On Mon, 2008-06-30 at 15:36 +0530, Aneesh Kumar K.V wrote:
> From: Aneesh Kumar <aneesh.kumar@xxxxxxxxxxxxxxxxxx>
> 
> It can happen that buffers are removed from the page before it gets
> marked dirty and then is passed to writepage(). In writepage()
> we just initialize the buffers and check whether they are mapped and non
> delay. If they are mapped and non delay we write the page. Otherwise we
> mark then dirty. With this change we don't do block allocation at all in
> ext4_*_write_page.
> 
> writepage() get called under many condition and with a locking order
> of journal_start -> lock_page we shouldnot try to allocate blocks in
> writepage() which get called after taking page lock. writepage can get
> called via shrink_page_list even with a journal handle which was created
> for doing inode update.
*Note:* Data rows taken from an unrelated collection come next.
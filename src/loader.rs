//! # Stub loader
//!
//! Owns the stub target and runs scenarios against it. A loader is built
//! once per load run: it either starts an embedded mock server or points at
//! a remote one, registers the chosen scenario's rules through a bounded
//! worker pool, and hands the effective base URL and run settings to the
//! external load driver.

use anyhow::Context;
use serde::Serialize;
use std::sync::Arc;
use std::time::Duration;
use tracing::{info, warn};

use crate::config::LoadTestConfig;
use crate::error::Result;
use crate::pool::{PoolReport, WorkerPool};
use crate::scenario::{RequestTarget, Scenario, PROGRESS_EVERY};
use crate::stub::StubRule;
use crate::target::{EmbeddedTarget, RemoteTarget, StubTarget};

/// What the external load driver needs to exercise a populated server
#[derive(Debug, Clone, PartialEq, Eq, Serialize)]
pub struct LoadPlan {
    pub base_url: String,
    pub scenario: Scenario,
    pub duration_seconds: u64,
    pub rate: u32,
    pub ramp_seconds: u64,
    pub targets: Vec<RequestTarget>,
}

pub struct StubLoader {
    target: Arc<dyn StubTarget>,
    scheme: String,
    host: String,
    port: u16,
    config: LoadTestConfig,
}

impl StubLoader {
    /// Start an embedded server, or connect to the configured remote one
    pub async fn connect(config: LoadTestConfig) -> Result<Self> {
        info!(
            duration_seconds = config.duration_seconds,
            rate = config.rate,
            ramp_seconds = config.ramp_seconds,
            "Running for {} seconds at rate {}",
            config.duration_seconds,
            config.rate
        );

        match config.remote() {
            Some((scheme, host, port)) => {
                let (scheme, host) = (scheme.to_string(), host.to_string());
                info!("Target: {}://{}:{}", scheme, host, port);
                let target = RemoteTarget::new(&scheme, &host, port, config.task_timeout())?;
                Ok(Self::with_target(Arc::new(target), scheme, host, port, config))
            }
            None => {
                let target = EmbeddedTarget::start(&config.embedded_options()).await?;
                let port = target.port();
                info!(port, "Target: embedded mock server");
                Ok(Self::with_target(Arc::new(target), "http", "localhost", port, config))
            }
        }
    }

    /// Build a loader over an existing target, e.g. a test double
    pub fn with_target(
        target: Arc<dyn StubTarget>,
        scheme: impl Into<String>,
        host: impl Into<String>,
        port: u16,
        config: LoadTestConfig,
    ) -> Self {
        Self {
            target,
            scheme: scheme.into(),
            host: host.into(),
            port,
            config,
        }
    }

    /// Drop all registered stubs; call before each scenario
    pub async fn reset(&self) -> Result<()> {
        info!(base_url = %self.base_url(), "Running against: {}", self.base_url());
        self.target.reset().await
    }

    /// Register every rule of `scenario`.
    ///
    /// Setup steps (global delay, catch-all) propagate errors. Individual
    /// registrations that fail or time out are logged and listed in the
    /// returned report without stopping the rest.
    pub async fn run_scenario(&self, scenario: Scenario) -> Result<PoolReport> {
        let plan = scenario.plan(self.config.stub_count);
        info!(
            %scenario,
            rules = plan.rule_count,
            pool_size = plan.pool_size,
            "Registering stubs"
        );

        if let Some(delay) = plan.global_delay {
            self.target.set_global_random_delay(delay).await?;
        }
        if plan.catch_all {
            self.target.register(&StubRule::catch_all_not_found()).await?;
        }

        let mut pool = WorkerPool::new(
            plan.pool_size,
            self.config.task_timeout(),
            self.config.scenario_deadline(),
        );
        for index in 1..=plan.rule_count {
            let target = Arc::clone(&self.target);
            pool.submit(index, async move {
                let rule = scenario.rule(index);
                target.register(&rule).await.with_context(|| {
                    format!(
                        "registering {} {}",
                        rule.request.method,
                        rule.request.url.as_deref().unwrap_or("<any url>")
                    )
                })?;
                if index % PROGRESS_EVERY == 0 {
                    info!(%scenario, index, "registered {}", index);
                }
                Ok(())
            });
        }

        let report = pool.join().await;
        if report.is_clean() {
            info!(%scenario, registered = report.completed, "stubs registered");
        } else {
            warn!(
                %scenario,
                registered = report.completed,
                failed = report.failures.len(),
                timed_out = report.timed_out(),
                "stubs registered with failures"
            );
        }
        Ok(report)
    }

    /// Stop an owned embedded server; a no-op for remote targets
    pub async fn teardown(&self) -> Result<()> {
        self.target.stop().await
    }

    pub fn load_plan(&self, scenario: Scenario) -> LoadPlan {
        LoadPlan {
            base_url: self.base_url(),
            scenario,
            duration_seconds: self.config.duration_seconds,
            rate: self.config.rate,
            ramp_seconds: self.config.ramp_seconds,
            targets: scenario.request_targets(self.config.stub_count),
        }
    }

    pub fn is_embedded(&self) -> bool {
        self.config.is_embedded()
    }

    pub fn scheme(&self) -> &str {
        &self.scheme
    }

    pub fn host(&self) -> &str {
        &self.host
    }

    pub fn port(&self) -> u16 {
        self.port
    }

    pub fn base_url(&self) -> String {
        format!("{}://{}:{}/", self.scheme, self.host, self.port)
    }

    pub fn duration(&self) -> Duration {
        self.config.duration()
    }

    pub fn rate(&self) -> u32 {
        self.config.rate
    }

    pub fn ramp(&self) -> Duration {
        self.config.ramp()
    }

    pub fn stub_count(&self) -> usize {
        self.config.stub_count
    }
}
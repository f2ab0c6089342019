//! XML body support: a location-path subset of XPath and semantic document
//! equality.
//!
//! Supported XPath: absolute paths built from `/name`, `//name` and `*`
//! steps, an optional `[@attr = 'value']` predicate per step, and a final
//! `text()` or `@attr` step.

use roxmltree::{Document, Node};

use crate::error::{LoaderError, Result};

#[derive(Debug, Clone, Copy, PartialEq, Eq)]
enum Axis {
    Child,
    Descendant,
}

#[derive(Debug, Clone, PartialEq, Eq)]
struct Step {
    axis: Axis,
    /// `None` matches any element
    name: Option<String>,
    attribute: Option<(String, String)>,
}

#[derive(Debug, Clone, PartialEq, Eq)]
enum Output {
    /// Full text content of the selected element
    Element,
    /// Direct text children of the selected element
    Text,
    Attribute(String),
}

#[derive(Debug, Clone, PartialEq, Eq)]
pub struct XPath {
    steps: Vec<Step>,
    output: Output,
}

impl XPath {
    pub fn parse(expression: &str) -> Result<Self> {
        let invalid = || LoaderError::InvalidXPath(expression.to_string());
        let trimmed = expression.trim();
        if !trimmed.starts_with('/') {
            return Err(invalid());
        }

        let mut rest = trimmed;
        let mut steps = Vec::new();
        let mut output = Output::Element;

        while !rest.is_empty() {
            let axis = if let Some(after) = rest.strip_prefix("//") {
                rest = after;
                Axis::Descendant
            } else if let Some(after) = rest.strip_prefix('/') {
                rest = after;
                Axis::Child
            } else {
                return Err(invalid());
            };

            let end = step_end(rest);
            let step = rest[..end].trim();
            rest = &rest[end..];

            if step == "text()" || step.starts_with('@') {
                if axis != Axis::Child || !rest.is_empty() || steps.is_empty() {
                    return Err(invalid());
                }
                output = match step.strip_prefix('@') {
                    Some(name) if !name.is_empty() => Output::Attribute(name.to_string()),
                    Some(_) => return Err(invalid()),
                    None => Output::Text,
                };
                break;
            }

            steps.push(parse_step(axis, step).ok_or_else(invalid)?);
        }

        if steps.is_empty() {
            return Err(invalid());
        }

        Ok(Self {
            steps,
            output,
        })
    }

    /// String values selected from `xml`; an unparseable document selects nothing
    pub fn evaluate(&self, xml: &str) -> Vec<String> {
        let Ok(doc) = Document::parse(xml) else {
            return Vec::new();
        };

        let mut current = vec![doc.root()];
        for step in &self.steps {
            let mut next = Vec::new();
            for node in current {
                match step.axis {
                    Axis::Child => next.extend(node.children().filter(|n| step.accepts(n))),
                    Axis::Descendant => next.extend(
                        node.descendants()
                            .filter(|n| *n != node)
                            .filter(|n| step.accepts(n)),
                    ),
                }
            }
            current = next;
        }

        current
            .into_iter()
            .filter_map(|node| match &self.output {
                Output::Element => Some(
                    node.descendants()
                        .filter(|n| n.is_text())
                        .filter_map(|n| n.text())
                        .collect(),
                ),
                Output::Text => Some(
                    node.children()
                        .filter(|n| n.is_text())
                        .filter_map(|n| n.text())
                        .collect(),
                ),
                Output::Attribute(name) => node.attribute(name.as_str()).map(str::to_string),
            })
            .collect()
    }
}

impl Step {
    fn accepts(&self, node: &Node) -> bool {
        if !node.is_element() {
            return false;
        }
        if let Some(name) = &self.name {
            if node.tag_name().name() != name {
                return false;
            }
        }
        match &self.attribute {
            Some((attr, value)) => node.attribute(attr.as_str()) == Some(value.as_str()),
            None => true,
        }
    }
}

/// Byte offset where the current step ends (next `/` outside brackets)
fn step_end(input: &str) -> usize {
    let mut depth = 0usize;
    for (i, c) in input.char_indices() {
        match c {
            '[' => depth += 1,
            ']' => depth = depth.saturating_sub(1),
            '/' if depth == 0 => return i,
            _ => {}
        }
    }
    input.len()
}

fn parse_step(axis: Axis, step: &str) -> Option<Step> {
    let (name, predicate) = match step.find('[') {
        Some(open) => {
            let inner = step[open + 1..].strip_suffix(']')?;
            (step[..open].trim(), Some(inner.trim()))
        }
        None => (step, None),
    };

    if name.is_empty() || name.contains(['(', ')', '@']) {
        return None;
    }

    let attribute = match predicate {
        Some(inner) => {
            let (attr, value) = inner.strip_prefix('@')?.split_once('=')?;
            let value = value.trim();
            let value = value
                .strip_prefix('\'')
                .and_then(|v| v.strip_suffix('\''))
                .or_else(|| value.strip_prefix('"').and_then(|v| v.strip_suffix('"')))?;
            Some((attr.trim().to_string(), value.to_string()))
        }
        None => None,
    };

    Some(Step {
        axis,
        name: (name != "*").then(|| name.to_string()),
        attribute,
    })
}

/// Owned, whitespace-insensitive form of an XML document used for equality
#[derive(Debug, Clone, PartialEq, Eq)]
pub struct CanonicalXml {
    root: XmlElement,
}

#[derive(Debug, Clone, PartialEq, Eq)]
struct XmlElement {
    namespace: Option<String>,
    name: String,
    attributes: Vec<(String, String)>,
    children: Vec<XmlChild>,
}

#[derive(Debug, Clone, PartialEq, Eq)]
enum XmlChild {
    Element(XmlElement),
    Text(String),
}

impl CanonicalXml {
    pub fn parse(xml: &str) -> Result<Self> {
        let doc = Document::parse(xml).map_err(|e| LoaderError::InvalidXml(e.to_string()))?;
        Ok(Self {
            root: XmlElement::from_node(doc.root_element()),
        })
    }
}

impl XmlElement {
    fn from_node(node: Node) -> Self {
        let mut attributes: Vec<(String, String)> = node
            .attributes()
            .map(|a| (a.name().to_string(), a.value().to_string()))
            .collect();
        attributes.sort();

        let children = node
            .children()
            .filter_map(|child| {
                if child.is_element() {
                    Some(XmlChild::Element(XmlElement::from_node(child)))
                } else if child.is_text() {
                    child
                        .text()
                        .map(str::trim)
                        .filter(|t| !t.is_empty())
                        .map(|t| XmlChild::Text(t.to_string()))
                } else {
                    None
                }
            })
            .collect();

        Self {
            namespace: node.tag_name().namespace().map(str::to_string),
            name: node.tag_name().name().to_string(),
            attributes,
            children,
        }
    }
}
For example when doing ext4_da_write_begin we
> create a journal handle with credit 1 expecting a i_disksize update for
> the inode. But ext4_da_write_begin can cause shrink_page_list via
> _grab_page_cache. So having a valid handle via ext4_journal_current_handle
> is not a guarantee that we can use the handle for block allocation in
> writepage. We should not be using credits which are taken for other updates.
> That would result in we running out of credits when we update inodes.
> 
> 
> Signed-off-by: Aneesh Kumar K.V <aneesh.kumar@xxxxxxxxxxxxxxxxxx>
> ---
>  fs/ext4/inode.c |  169 ++++++++++++++++++++++++++++++++++++++++---------------
>  1 files changed, 124 insertions(+), 45 deletions(-)
> 
> diff --git a/fs/ext4/inode.c b/fs/ext4/inode.c
> index cd5c165..18af94a 100644
> --- a/fs/ext4/inode.c
> +++ b/fs/ext4/inode.c
> @@ -1591,11 +1591,15 @@ static int ext4_da_get_block_write(struct inode *inode, sector_t iblock,
>  	handle_t *handle = NULL;
> 
>  	handle = ext4_journal_current_handle();
> -	BUG_ON(handle == NULL);
> -	BUG_ON(create == 0);
> -
> -	ret = ext4_get_blocks_wrap(handle, inode, iblock, max_blocks,
> +	if (!handle) {
> +		ret = ext4_get_blocks_wrap(handle, inode, iblock, max_blocks,
> +				   bh_result, 0, 0, 0);
> +		BUG_ON(!ret);
> +	} else {
> +		ret = ext4_get_blocks_wrap(handle, inode, iblock, max_blocks,
>  				   bh_result, create, 0, EXT4_DELALLOC_RSVED);
> +	}
> +
>  	if (ret > 0) {
>  		bh_result->b_size = (ret << inode->i_blkbits);
> 
> @@ -1633,15 +1637,37 @@ static int ext4_da_get_block_write(struct inode *inode, sector_t iblock,
> 
>  static int ext4_bh_unmapped_or_delay(handle_t *handle, struct buffer_head *bh)
>  {
> -	return !buffer_mapped(bh) || buffer_delay(bh);
> +	/*
> +	 * unmapped buffer is possible for holes.
> +	 * delay buffer is possible with delayed allocation
> +	 */
> +	return ((!buffer_mapped(bh) || buffer_delay(bh)) && buffer_dirty(bh));
> +}
> +

Could you clarify why we need to add buffer_dirty check here. the
comment about "unmapped buffer is possible for holes" seems trying to
clarifying that, but it doesn't help me much:)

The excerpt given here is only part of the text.